AVAILABLE RECORDS:
•••
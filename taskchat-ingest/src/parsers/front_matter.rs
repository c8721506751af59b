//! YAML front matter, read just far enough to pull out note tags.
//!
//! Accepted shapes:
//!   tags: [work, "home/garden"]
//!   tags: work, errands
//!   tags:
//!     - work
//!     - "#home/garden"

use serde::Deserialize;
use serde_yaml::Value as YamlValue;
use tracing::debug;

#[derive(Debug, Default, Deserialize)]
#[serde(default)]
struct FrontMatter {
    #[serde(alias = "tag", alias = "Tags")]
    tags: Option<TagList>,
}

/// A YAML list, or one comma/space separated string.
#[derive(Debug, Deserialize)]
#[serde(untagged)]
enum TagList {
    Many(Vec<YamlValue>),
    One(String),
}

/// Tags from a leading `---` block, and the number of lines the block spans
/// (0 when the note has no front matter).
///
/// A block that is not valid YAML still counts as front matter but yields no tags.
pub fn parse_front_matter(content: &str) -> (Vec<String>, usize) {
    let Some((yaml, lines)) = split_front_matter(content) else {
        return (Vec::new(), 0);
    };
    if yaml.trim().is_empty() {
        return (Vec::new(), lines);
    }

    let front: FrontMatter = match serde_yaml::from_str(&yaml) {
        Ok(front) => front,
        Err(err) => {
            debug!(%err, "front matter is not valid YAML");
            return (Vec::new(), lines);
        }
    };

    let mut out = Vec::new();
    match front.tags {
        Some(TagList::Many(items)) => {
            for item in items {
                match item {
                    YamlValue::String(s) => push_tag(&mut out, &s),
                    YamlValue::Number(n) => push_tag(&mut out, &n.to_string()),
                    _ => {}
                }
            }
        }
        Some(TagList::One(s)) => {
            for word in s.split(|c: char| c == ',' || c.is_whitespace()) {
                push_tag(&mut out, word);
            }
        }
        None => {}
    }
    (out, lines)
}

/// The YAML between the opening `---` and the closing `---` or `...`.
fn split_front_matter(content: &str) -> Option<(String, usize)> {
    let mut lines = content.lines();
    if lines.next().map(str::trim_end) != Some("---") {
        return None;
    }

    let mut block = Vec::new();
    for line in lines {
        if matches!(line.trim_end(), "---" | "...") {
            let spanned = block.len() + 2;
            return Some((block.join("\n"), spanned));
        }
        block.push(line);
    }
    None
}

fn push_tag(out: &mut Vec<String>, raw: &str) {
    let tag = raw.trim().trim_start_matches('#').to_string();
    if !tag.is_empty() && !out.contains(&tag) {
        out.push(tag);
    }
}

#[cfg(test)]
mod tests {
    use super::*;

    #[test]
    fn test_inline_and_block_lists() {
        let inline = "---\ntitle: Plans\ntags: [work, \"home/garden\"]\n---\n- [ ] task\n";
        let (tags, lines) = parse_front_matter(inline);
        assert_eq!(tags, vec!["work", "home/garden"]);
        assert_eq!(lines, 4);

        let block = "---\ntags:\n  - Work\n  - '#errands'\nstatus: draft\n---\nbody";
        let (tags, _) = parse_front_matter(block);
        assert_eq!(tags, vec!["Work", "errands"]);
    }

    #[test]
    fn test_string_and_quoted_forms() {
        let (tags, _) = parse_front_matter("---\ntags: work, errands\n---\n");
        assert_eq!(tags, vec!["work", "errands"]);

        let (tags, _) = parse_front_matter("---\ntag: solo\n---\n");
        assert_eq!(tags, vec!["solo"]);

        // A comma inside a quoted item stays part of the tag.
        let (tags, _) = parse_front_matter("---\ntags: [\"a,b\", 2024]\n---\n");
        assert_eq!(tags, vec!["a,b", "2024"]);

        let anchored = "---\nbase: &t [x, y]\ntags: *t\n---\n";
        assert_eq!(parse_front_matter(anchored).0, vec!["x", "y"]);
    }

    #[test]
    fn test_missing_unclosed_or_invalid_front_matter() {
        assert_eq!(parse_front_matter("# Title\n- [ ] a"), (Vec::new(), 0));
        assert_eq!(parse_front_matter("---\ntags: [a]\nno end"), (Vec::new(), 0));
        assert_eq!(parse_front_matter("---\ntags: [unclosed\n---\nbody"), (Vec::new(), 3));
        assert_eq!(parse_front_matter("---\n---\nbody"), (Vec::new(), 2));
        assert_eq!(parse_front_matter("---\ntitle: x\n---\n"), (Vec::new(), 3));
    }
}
•••
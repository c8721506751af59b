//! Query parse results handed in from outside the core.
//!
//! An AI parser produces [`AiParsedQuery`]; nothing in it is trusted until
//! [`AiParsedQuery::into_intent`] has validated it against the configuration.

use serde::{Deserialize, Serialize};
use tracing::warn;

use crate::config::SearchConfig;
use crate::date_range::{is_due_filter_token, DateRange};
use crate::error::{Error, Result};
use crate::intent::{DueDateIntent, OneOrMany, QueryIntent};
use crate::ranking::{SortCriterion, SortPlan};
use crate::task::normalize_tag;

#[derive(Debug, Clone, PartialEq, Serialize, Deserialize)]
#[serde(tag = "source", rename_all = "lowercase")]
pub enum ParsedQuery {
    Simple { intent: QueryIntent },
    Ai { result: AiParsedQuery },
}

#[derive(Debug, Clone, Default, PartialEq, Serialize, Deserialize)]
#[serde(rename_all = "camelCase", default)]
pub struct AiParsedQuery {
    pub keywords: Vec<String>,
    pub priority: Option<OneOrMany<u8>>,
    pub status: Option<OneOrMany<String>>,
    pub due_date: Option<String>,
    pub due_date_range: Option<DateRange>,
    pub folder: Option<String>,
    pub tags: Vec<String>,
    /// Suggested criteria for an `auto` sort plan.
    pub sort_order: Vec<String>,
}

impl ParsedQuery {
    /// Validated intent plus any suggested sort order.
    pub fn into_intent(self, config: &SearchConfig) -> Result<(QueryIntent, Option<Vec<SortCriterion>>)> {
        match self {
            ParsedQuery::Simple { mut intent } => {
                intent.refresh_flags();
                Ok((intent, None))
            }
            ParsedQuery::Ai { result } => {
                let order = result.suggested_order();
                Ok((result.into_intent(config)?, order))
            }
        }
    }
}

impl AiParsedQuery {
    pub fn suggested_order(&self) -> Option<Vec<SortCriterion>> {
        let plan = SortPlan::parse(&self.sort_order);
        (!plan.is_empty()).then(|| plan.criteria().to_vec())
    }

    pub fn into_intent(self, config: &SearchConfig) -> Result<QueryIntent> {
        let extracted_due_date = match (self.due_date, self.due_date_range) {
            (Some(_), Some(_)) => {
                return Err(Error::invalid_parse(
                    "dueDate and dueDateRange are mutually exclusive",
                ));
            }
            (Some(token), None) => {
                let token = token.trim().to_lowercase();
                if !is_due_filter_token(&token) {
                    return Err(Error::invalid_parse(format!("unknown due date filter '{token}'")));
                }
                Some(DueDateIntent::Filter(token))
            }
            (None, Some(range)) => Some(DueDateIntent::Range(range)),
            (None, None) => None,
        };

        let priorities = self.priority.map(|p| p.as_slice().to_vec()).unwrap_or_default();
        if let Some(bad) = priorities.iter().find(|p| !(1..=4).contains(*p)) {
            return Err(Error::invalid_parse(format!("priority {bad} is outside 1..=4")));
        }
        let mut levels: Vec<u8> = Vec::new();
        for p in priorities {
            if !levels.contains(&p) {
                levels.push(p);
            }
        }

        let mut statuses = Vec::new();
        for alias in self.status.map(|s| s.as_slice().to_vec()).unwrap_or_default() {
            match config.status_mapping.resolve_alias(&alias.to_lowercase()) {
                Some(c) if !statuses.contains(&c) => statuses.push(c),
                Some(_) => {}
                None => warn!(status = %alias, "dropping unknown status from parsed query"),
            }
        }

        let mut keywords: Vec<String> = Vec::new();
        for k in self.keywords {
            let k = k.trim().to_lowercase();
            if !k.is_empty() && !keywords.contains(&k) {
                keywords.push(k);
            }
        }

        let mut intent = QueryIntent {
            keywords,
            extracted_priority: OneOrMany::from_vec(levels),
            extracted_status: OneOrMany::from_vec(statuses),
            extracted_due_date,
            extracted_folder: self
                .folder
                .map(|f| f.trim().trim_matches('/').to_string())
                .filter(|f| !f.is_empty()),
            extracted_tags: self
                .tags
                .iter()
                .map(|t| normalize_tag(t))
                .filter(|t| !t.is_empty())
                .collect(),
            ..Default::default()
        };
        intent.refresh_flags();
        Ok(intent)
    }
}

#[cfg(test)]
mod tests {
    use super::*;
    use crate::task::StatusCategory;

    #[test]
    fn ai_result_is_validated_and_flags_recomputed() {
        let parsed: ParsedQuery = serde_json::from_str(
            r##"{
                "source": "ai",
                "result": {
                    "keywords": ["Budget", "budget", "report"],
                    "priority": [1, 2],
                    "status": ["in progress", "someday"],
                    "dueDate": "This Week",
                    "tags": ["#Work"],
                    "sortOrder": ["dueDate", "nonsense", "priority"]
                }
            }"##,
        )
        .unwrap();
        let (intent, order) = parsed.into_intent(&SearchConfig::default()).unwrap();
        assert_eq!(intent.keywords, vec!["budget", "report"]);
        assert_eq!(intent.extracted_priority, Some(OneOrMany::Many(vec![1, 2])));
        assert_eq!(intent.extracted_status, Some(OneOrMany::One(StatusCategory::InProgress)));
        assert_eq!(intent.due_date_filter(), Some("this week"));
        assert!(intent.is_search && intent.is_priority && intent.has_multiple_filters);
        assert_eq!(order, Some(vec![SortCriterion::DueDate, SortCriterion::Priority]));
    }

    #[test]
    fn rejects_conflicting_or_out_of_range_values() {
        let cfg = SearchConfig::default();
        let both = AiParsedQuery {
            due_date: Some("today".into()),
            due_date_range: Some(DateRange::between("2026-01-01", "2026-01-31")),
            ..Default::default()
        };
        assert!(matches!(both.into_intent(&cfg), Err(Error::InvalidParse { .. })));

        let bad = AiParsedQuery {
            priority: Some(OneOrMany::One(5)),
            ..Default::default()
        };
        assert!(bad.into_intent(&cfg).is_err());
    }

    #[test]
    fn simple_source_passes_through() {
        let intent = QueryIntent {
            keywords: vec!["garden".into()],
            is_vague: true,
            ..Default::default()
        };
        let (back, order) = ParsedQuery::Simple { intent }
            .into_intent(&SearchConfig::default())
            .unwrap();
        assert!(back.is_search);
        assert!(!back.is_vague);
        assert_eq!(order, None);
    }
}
•••
WHAT IS BEING ASKED: Across all the entries, count the lines that contain the word "Clone" and give the number by itself.

WORKED SOLUTION: 2